On 05/11/2017 12:33 AM, Paul Oranje wrote:
>
>> Some of the rules has to change, and as we've discussed it with John, one 
>> might want to send upstream submissions to make OpenWrt show up there like 
>> other projects do. You might also want to open a private conversation 
>> between the upstream platform / driver maintainer where having a project 
>> email address could be useful. Personally I only use my owrt address for 
>> FOSS related stuff and as far as I know, most people do the same.
>>
>> LEDE has a rule which says: "Committers being unreachable for three months 
>> in a row shall get their commit and voting rights revoked in order to retain 
>> the ability to do majority votes among the remaining active committers." 

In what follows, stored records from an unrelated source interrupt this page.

//! Configuration of the solver state, passed explicitly to
//! [`State::new`](crate::state::State::new).
use crate::environment::SetKind;
use crate::environment::UndoStrategy;

/// The order in which propagators of the same priority tier are taken from the queue.
///
/// The fixpoint reached does not depend on it; only the number of propagator calls does.
#[derive(Clone, Copy, Debug, Default, PartialEq, Eq, Hash)]
#[cfg_attr(feature = "clap", derive(clap::ValueEnum))]
pub enum QueueOrder {
    /// First scheduled, first called.
    #[default]
    Fifo,
    /// Uniformly at random, reproducible through [`SolverOptions::random_seed`].
    Random,
}

/// Options which determine how the solver state behaves.
#[derive(Clone, Copy, Debug, PartialEq, Eq)]
pub struct SolverOptions {
    /// The set representation of domains created without an explicit kind.
    pub default_set_kind: SetKind,
    /// How the sets backing the domains are restored on backtrack.
    pub undo_strategy: UndoStrategy,
    pub queue_order: QueueOrder,
    /// The seed of the random generator used by [`QueueOrder::Random`].
    pub random_seed: u64,
    /// After every fixpoint, ask every non-passive propagator whether its constraint is violated.
    pub check_entailment_at_fixpoint: bool,
}

impl Default for SolverOptions {
    fn default() -> Self {
        SolverOptions {
            default_set_kind: SetKind::default(),
            undo_strategy: UndoStrategy::default(),
            queue_order: QueueOrder::default(),
            random_seed: 42,
            check_entailment_at_fixpoint: false,
        }
    }
}
use std::iter::Rev;
use std::ops::Deref;
use std::vec::Drain;

use crate::asserts::squash_assert_simple;

/// A stack of entries partitioned into worlds.
///
/// Entries pushed while in world `w` are handed back, most recent first, when synchronising to a
/// world below `w`.
#[derive(Clone, Debug)]
pub(crate) struct Trail<T> {
    current_checkpoint: usize,
    /// At index i is the position where the i-th world ends (exclusive) on the trail
    trail_delimiter: Vec<usize>,
    trail: Vec<T>,
}

// Implemented by hand to avoid imposing Default on T.
impl<T> Default for Trail<T> {
    fn default() -> Self {
        Trail {
            current_checkpoint: Default::default(),
            trail_delimiter: Default::default(),
            trail: Default::default(),
        }
    }
}

impl<T> Trail<T> {
    pub(crate) fn new_checkpoint(&mut self) {
        self.current_checkpoint += 1;
        self.trail_delimiter.push(self.trail.len());
    }

    pub(crate) fn get_checkpoint(&self) -> usize {
        self.current_checkpoint
    }

    pub(crate) fn synchronise(&mut self, new_checkpoint: usize) -> Rev<Drain<'_, T>> {
        squash_assert_simple!(new_checkpoint < self.current_checkpoint);

        let new_trail_len = self.trail_delimiter[new_checkpoint];

        self.current_checkpoint = new_checkpoint;
        self.trail_delimiter.truncate(new_checkpoint);
        self.trail.drain(new_trail_len..).rev()
    }

    pub(crate) fn push(&mut self, elem: T) {
        self.trail.push(elem)
    }
}

impl<T> Deref for Trail<T> {
    type Target = [T];

    fn deref(&self) -> &Self::Target {
        &self.trail
    }
}

#[cfg(test)]
mod tests {
    use super::*;

    #[test]
    fn backtracking_removes_elements_beyond_checkpoint() {
        let mut trail = Trail::default();

        trail.new_checkpoint();
        trail.push(1);
        let _ = trail.synchronise(0);

        assert!(trail.is_empty());
    }

    #[test]
    fn backtracking_skips_several_worlds() {
        let mut trail = Trail::default();
        trail.push(1);

        trail.new_checkpoint();
        trail.push(2);
        trail.new_checkpoint();
        trail.push(3);
        trail.new_checkpoint();
        trail.push(4);

        let _ = trail.synchronise(1);

        assert_eq!(&[1, 2], trail.deref());
        assert_eq!(trail.get_checkpoint(), 1);
    }

    #[test]
    fn popped_elements_are_given_in_reverse_order_when_backtracking() {
        let mut trail = Trail::default();
        trail.push(1);

        trail.new_checkpoint();
        trail.push(2);
        trail.new_checkpoint();
        trail.push(3);
        trail.new_checkpoint();
        trail.push(4);

        let popped = trail.synchronise(0).collect::<Vec<_>>();
        assert_eq!(vec![4, 3, 2], popped);
    }

    #[test]
    fn empty_worlds_are_tracked() {
        let mut trail: Trail<u8> = Trail::default();
        trail.new_checkpoint();
        trail.new_checkpoint();
        trail.push(7);

        assert_eq!(trail.synchronise(1).collect::<Vec<_>>(), vec![7]);
        assert_eq!(trail.synchronise(0).count(), 0);
    }
}
/// Reversible sets.
impl Environment {
    /// Creates an empty trailing set over the universe `[offset, offset + capacity)`.
    pub fn new_set(&mut self, kind: SetKind, offset: i32, capacity: usize) -> ReversibleSet {
        self.new_set_with(kind, UndoStrategy::Trailing, offset, capacity, [])
    }

    /// Creates a set over the universe `[offset, offset + capacity)` which contains
    /// `initial_values` in every world, including the worlds below the current one.
    ///
    /// # Panics
    /// If the universe does not fit in an `i32`.
    pub fn new_set_with(
        &mut self,
        kind: SetKind,
        strategy: UndoStrategy,
        offset: i32,
        capacity: usize,
        initial_values: impl IntoIterator<Item = i32>,
    ) -> ReversibleSet {
        self.insert_set(AnySet::new(
            kind,
            offset,
            capacity,
            strategy,
            InitialContent::Values(initial_values),
        ))
    }

    /// Creates a set which contains its whole universe `[offset, offset + capacity)` in every
    /// world. Interval sets are built in constant time.
    ///
    /// # Panics
    /// If the universe does not fit in an `i32`.
    pub fn new_full_set(
        &mut self,
        kind: SetKind,
        strategy: UndoStrategy,
        offset: i32,
        capacity: usize,
    ) -> ReversibleSet {
        self.insert_set(AnySet::new(
            kind,
            offset,
            capacity,
            strategy,
            InitialContent::<[i32; 0]>::Full,
        ))
    }

    fn insert_set(&mut self, set: AnySet) -> ReversibleSet {
        match self.free_sets.pop() {
            Some(handle) => {
                self.sets[handle] = set;
                handle
            }
            None => self.sets.push(set),
        }
    }

    /// Hands back a set which is no longer used, dropping its content; its handle may be returned
    /// again when a set is created.
    ///
    /// The set must not have been modified in a world which is still open, which holds for sets
    /// created in a world that has been popped since.
    pub fn release_set(&mut self, set: ReversibleSet) {
        squash_assert_moderate!(!self.free_sets.contains(&set), "{set:?} is released twice");
        self.dirty_sets.retain(|&dirty| dirty != set);
        self.sets[set] = AnySet::new(
            SetKind::Interval,
            0,
            0,
            UndoStrategy::Trailing,
            InitialContent::<[i32; 0]>::Full,
        );
        self.free_sets.push(set);
    }

    /// The number of sets which were created and not released.
    pub fn num_sets(&self) -> usize {
        self.sets.len() - self.free_sets.len()
    }

    pub fn set_kind(&self, set: ReversibleSet) -> SetKind {
        self.sets[set].kind()
    }

    pub fn set_size(&self, set: ReversibleSet) -> usize {
        self.sets[set].len()
    }

    pub fn set_contains(&self, set: ReversibleSet, value: i32) -> bool {
        self.sets[set].contains(value)
    }

    pub fn set_min(&self, set: ReversibleSet) -> Option<i32> {
        self.sets[set].min()
    }

    pub fn set_max(&self, set: ReversibleSet) -> Option<i32> {
        self.sets[set].max()
    }

    /// The smallest member of `set` strictly greater than `value`.
    pub fn set_next_value(&self, set: ReversibleSet, value: i32) -> Option<i32> {
        self.sets[set].next_value(value)
    }

    /// The largest member of `set` strictly smaller than `value`.
    pub fn set_previous_value(&self, set: ReversibleSet, value: i32) -> Option<i32> {
        self.sets[set].previous_value(value)
    }

    /// Adds `value` to `set`, returning whether the set changed.
    pub fn add_to_set(&mut self, set: ReversibleSet, value: i32) -> bool {
        let changed = self.sets[set].add(value);
        if changed {
            self.record_set_change(set, UndoEntry::SetAddition { set, value });
        }
        changed
    }

    /// Removes `value` from `set`, returning whether the set changed.
    pub fn remove_from_set(&mut self, set: ReversibleSet, value: i32) -> bool {
        let changed = self.sets[set].remove(value);
        if changed {
            self.record_set_change(set, UndoEntry::SetRemoval { set, value });
        }
        changed
    }

    /// Removes every member of `set`, returning whether the set changed.
    pub fn clear_set(&mut self, set: ReversibleSet) -> bool {
        let members = self.set_values(set).collect::<Vec<_>>();
        members
            .into_iter()
            .fold(false, |changed, value| self.remove_from_set(set, value) || changed)
    }

    /// Removes every member of `set` outside `[lower, upper]`, returning whether the set changed.
    ///
    /// Interval sets are restricted in constant time; the other kinds remove the members one by
    /// one, starting from the extremes.
    pub fn restrict_set(&mut self, set: ReversibleSet, lower: i32, upper: i32) -> bool {
        let size = self.set_size(set);
        if let Some(previous) = self.sets[set].restrict_interval(lower, upper) {
            let changed = self.set_size(set) != size;
            if changed {
                self.record_set_change(
                    set,
                    UndoEntry::IntervalBounds {
                        set,
                        bounds: previous,
                    },
                );
            }
            return changed;
        }

        let mut member = self.set_min(set);
        while let Some(current) = member.filter(|&member| member < lower) {
            member = self.set_next_value(set, current);
            let _ = self.remove_from_set(set, current);
        }

        let mut member = self.set_max(set);
        while let Some(current) = member.filter(|&member| member > upper) {
            member = self.set_previous_value(set, current);
            let _ = self.remove_from_set(set, current);
        }

        self.set_size(set) != size
    }

    /// Returns the next member of `set` visited by `cursor`.
    pub fn next_in_set(&self, set: ReversibleSet, cursor: &mut SetCursor) -> Option<i32> {
        self.sets[set].cursor_next(cursor)
    }

    /// Must be called after removing the value last returned by `cursor` from `set`.
    pub fn notify_removed_from_set(&self, set: ReversibleSet, cursor: &mut SetCursor) {
        self.sets[set].cursor_removed(cursor)
    }

    /// Iterates over the members of `set`; the order depends on the representation.
    pub fn set_values(&self, set: ReversibleSet) -> impl Iterator<Item = i32> + '_ {
        let mut cursor = SetCursor::default();
        std::iter::from_fn(move || self.next_in_set(set, &mut cursor))
    }

    fn record_set_change(&mut self, set: ReversibleSet, entry: UndoEntry) {
        match self.sets[set].strategy() {
            UndoStrategy::Trailing => self.log(entry),
            UndoStrategy::Copying => {
                if self.sets[set].mark_dirty() {
                    self.dirty_sets.push(set);
                    self.log(UndoEntry::CopyRestore { set });
                }
            }
        }
    }
}
use std::fmt::Debug;
use std::marker::PhantomData;

use super::Propagator;
use super::PropagatorId;
use crate::asserts::squash_assert_moderate;
use crate::containers::KeyedVec;
use crate::containers::StorageKey;

/// A central store for propagators.
///
/// Removing a propagator leaves an empty slot behind. The engine hands the slot back with
/// [`PropagatorStore::free`] once nothing refers to the identifier anymore, after which it is
/// reused. Every removal bumps the generation of the slot, so handles to a removed propagator never
/// resolve to the propagator which later takes its place.
#[derive(Default)]
pub(crate) struct PropagatorStore {
    propagators: KeyedVec<PropagatorId, Option<Box<dyn Propagator>>>,
    generations: KeyedVec<PropagatorId, u32>,
    free_ids: Vec<PropagatorId>,
}

/// A typed wrapper around a [`PropagatorId`] that allows retrieving the concrete propagator.
///
/// A handle only resolves to the propagator it was created for, even when the identifier is reused
/// after that propagator was removed.
#[derive(Debug, PartialEq, Eq, Hash)]
pub struct PropagatorHandle<P> {
    id: PropagatorId,
    generation: u32,
    propagator: PhantomData<P>,
}

impl<P> PropagatorHandle<P> {
    /// Get a type-erased handle to the propagator.
    pub fn id(&self) -> PropagatorId {
        self.id
    }
}

impl<P> Clone for PropagatorHandle<P> {
    fn clone(&self) -> Self {
        *self
    }
}

impl<P> Copy for PropagatorHandle<P> {}

impl PropagatorStore {
    /// The number of propagators which have not been removed.
    pub(crate) fn num_propagators(&self) -> usize {
        self.propagators.iter().flatten().count()
    }

    /// The number of slots, including the empty ones.
    #[cfg(test)]
    pub(crate) fn num_slots(&self) -> usize {
        self.propagators.len()
    }

    pub(crate) fn iter_propagators(
        &self,
    ) -> impl Iterator<Item = (PropagatorId, &dyn Propagator)> + '_ {
        self.propagators
            .keys()
            .zip(self.propagators.iter())
            .filter_map(|(id, propagator)| propagator.as_deref().map(|propagator| (id, propagator)))
    }

    /// Reserves a slot for a new propagator, reusing a freed one if there is any.
    pub(crate) fn new_propagator<P>(&mut self) -> NewPropagator<'_, P> {
        let id = match self.free_ids.pop() {
            Some(id) => id,
            None => {
                let _ = self.generations.push(0);
                self.propagators.push(None)
            }
        };

        NewPropagator {
            store: self,
            id,
            propagator: PhantomData,
        }
    }

    pub(crate) fn is_present(&self, id: PropagatorId) -> bool {
        self.get(id).is_some()
    }

    pub(crate) fn get(&self, id: PropagatorId) -> Option<&dyn Propagator> {
        self.propagators.get(id).and_then(|propagator| propagator.as_deref())
    }

    pub(crate) fn get_mut(&mut self, id: PropagatorId) -> Option<&mut (dyn Propagator + 'static)> {
        self.propagators
            .get_mut(id)
            .and_then(|propagator| propagator.as_deref_mut())
    }

    /// Removes the propagator, returning it if it was present. Handles to it no longer resolve.
    pub(crate) fn remove(&mut self, id: PropagatorId) -> Option<Box<dyn Propagator>> {
        let removed = self.propagators.get_mut(id).and_then(Option::take)?;
        self.generations[id] = self.generations[id].wrapping_add(1);
        Some(removed)
    }

    /// Allows the slot of a removed propagator to be reused.
    pub(crate) fn free(&mut self, id: PropagatorId) {
        squash_assert_moderate!(
            !self.is_present(id) && !self.free_ids.contains(&id),
            "{id} is freed while in use"
        );
        self.free_ids.push(id);
    }

    fn resolve<P>(&self, handle: PropagatorHandle<P>) -> Option<PropagatorId> {
        (self.generations.get(handle.id) == Some(&handle.generation)).then_some(handle.id)
    }

    /// Get a reference to the propagator identified by the given handle, if it was not removed.
    pub(crate) fn get_propagator<P: Propagator>(&self, handle: PropagatorHandle<P>) -> Option<&P> {
        self.get(self.resolve(handle)?)?.downcast_ref()
    }

    /// Get an exclusive reference to the propagator identified by the given handle.
    pub(crate) fn get_propagator_mut<P: Propagator>(
        &mut self,
        handle: PropagatorHandle<P>,
    ) -> Option<&mut P> {
        let id = self.resolve(handle)?;
        self.get_mut(id)?.downcast_mut()
    }
}

/// A reserved slot for a propagator which still has to be created.
pub(crate) struct NewPropagator<'a, P> {
    store: &'a mut PropagatorStore,
    id: PropagatorId,
    propagator: PhantomData<P>,
}

impl<P> NewPropagator<'_, P> {
    /// The handle corresponding to this slot.
    pub(crate) fn key(&self) -> PropagatorHandle<P> {
        PropagatorHandle {
            id: self.id,
            generation: self.store.generations[self.id],
            propagator: PhantomData,
        }
    }

    /// Put a propagator into the slot.
    pub(crate) fn populate(self, propagator: Box<dyn Propagator>) -> PropagatorHandle<P> {
        let handle = self.key();
        self.store.propagators[self.id] = Some(propagator);
        handle
    }
}

impl Debug for PropagatorStore {
    fn fmt(&self, f: &mut std::fmt::Formatter<'_>) -> std::fmt::Result {
        f.debug_list()
            .entries(
                self.propagators
                    .iter()
                    .map(|propagator| propagator.as_ref().map(|propagator| propagator.name())),
            )
            .finish()
    }
}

>> This rule is clearly problematic if you would like to extend voting rights 
>> to non-coders which I believe we want to do. Someone maintaining the wiki or 
>> the forums might never commit anything, but we do want to get their opinion 
>> heard. In the past we didn't make it easy for the community to interfere 
>> with decisions, I doubt we want to make the same mistake again.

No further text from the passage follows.